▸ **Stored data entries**
######

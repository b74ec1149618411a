//! Linear trend fitting
//!
//! Ordinary least squares of value against a zero-based integer time index,
//! the basis of the deterministic fallback forecast and of trend slopes.

use crate::{MathError, Result};

/// A least-squares line `value = slope * t + intercept` with `t = 0, 1, ..., len - 1`
#[derive(Debug, Clone, Copy, PartialEq)]
pub struct LinearTrend {
    slope: f64,
    intercept: f64,
    len: usize,
}

impl LinearTrend {
    /// Fit a line through every value, indexed from zero
    ///
    /// A single observation yields a flat line through that value.
    pub fn fit(values: &[f64]) -> Result<Self> {
        if values.is_empty() {
            return Err(MathError::InsufficientData(
                "Cannot fit a trend line to an empty series".to_string(),
            ));
        }
        if values.iter().any(|v| !v.is_finite()) {
            return Err(MathError::InvalidInput(
                "Trend line input contains non-finite values".to_string(),
            ));
        }

        if values.len() == 1 {
            return Ok(Self {
                slope: 0.0,
                intercept: values[0],
                len: 1,
            });
        }

        let n = values.len() as f64;
        let x_mean = (n - 1.0) / 2.0;
        let y_mean = values.iter().sum::<f64>() / n;

        let mut numerator = 0.0;
        let mut denominator = 0.0;
        for (i, &y) in values.iter().enumerate() {
            let x = i as f64;
            numerator += (x - x_mean) * (y - y_mean);
            denominator += (x - x_mean) * (x - x_mean);
        }

        let slope = numerator / denominator;
        let intercept = y_mean - slope * x_mean;

        Ok(Self {
            slope,
            intercept,
            len: values.len(),
        })
    }

    /// Fit a line through the most recent `window` values (or all of them if fewer)
    pub fn fit_tail(values: &[f64], window: usize) -> Result<Self> {
        if window == 0 {
            return Err(MathError::InvalidInput(
                "Trend window must be greater than zero".to_string(),
            ));
        }
        let start = values.len().saturating_sub(window);
        Self::fit(&values[start..])
    }

    /// Evaluate the line at time index `t`
    pub fn value_at(&self, t: f64) -> f64 {
        self.slope * t + self.intercept
    }

    /// Predict the value `periods_ahead` steps past the last fitted index
    pub fn forecast(&self, periods_ahead: usize) -> f64 {
        let t = (self.len - 1 + periods_ahead) as f64;
        self.value_at(t)
    }

    /// Slope per time step
    pub fn slope(&self) -> f64 {
        self.slope
    }

    /// Value of the line at index zero
    pub fn intercept(&self) -> f64 {
        self.intercept
    }

    /// Number of observations the line was fitted on
    pub fn len(&self) -> usize {
        self.len
    }

    /// Always false; a fitted line has at least one observation
    pub fn is_empty(&self) -> bool {
        self.len == 0
    }
}

#[cfg(test)]
mod tests {
    use super::*;
    use approx::assert_relative_eq;

    #[test]
    fn test_perfect_line_extrapolates_one_step() {
        let trend = LinearTrend::fit(&[1.0, 2.0, 3.0, 4.0, 5.0]).unwrap();

        assert_relative_eq!(trend.slope(), 1.0, epsilon = 1e-12);
        assert_relative_eq!(trend.intercept(), 1.0, epsilon = 1e-12);
        assert_relative_eq!(trend.forecast(1), 6.0, epsilon = 1e-12);
    }

    #[test]
    fn test_single_observation_is_flat() {
        let trend = LinearTrend::fit(&[42.0]).unwrap();

        assert_eq!(trend.slope(), 0.0);
        assert_eq!(trend.forecast(1), 42.0);
    }

    #[test]
    fn test_empty_series_is_rejected() {
        assert!(matches!(
            LinearTrend::fit(&[]),
            Err(MathError::InsufficientData(_))
        ));
    }

    #[test]
    fn test_tail_uses_only_recent_window() {
        // Flat history followed by a rising tail
        let mut values = vec![50.0; 20];
        values.extend([10.0, 12.0, 14.0, 16.0]);

        let trend = LinearTrend::fit_tail(&values, 4).unwrap();
        assert_eq!(trend.len(), 4);
        assert_relative_eq!(trend.slope(), 2.0, epsilon = 1e-12);
        assert_relative_eq!(trend.forecast(1), 18.0, epsilon = 1e-12);

        // Window larger than the series uses everything
        let all = LinearTrend::fit_tail(&values[..3], 60).unwrap();
        assert_eq!(all.len(), 3);
    }

    #[test]
    fn test_non_finite_input_is_rejected() {
        assert!(LinearTrend::fit(&[1.0, f64::NAN, 3.0]).is_err());
    }
}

######

▸ **WHAT IS NEEDED**
Scan the entries above, and wherever a line holds the string "than", copy it.

▸ **OUTPUT**
                "Trend window must be greater than zero".to_string(),
        // Window larger than the series uses everything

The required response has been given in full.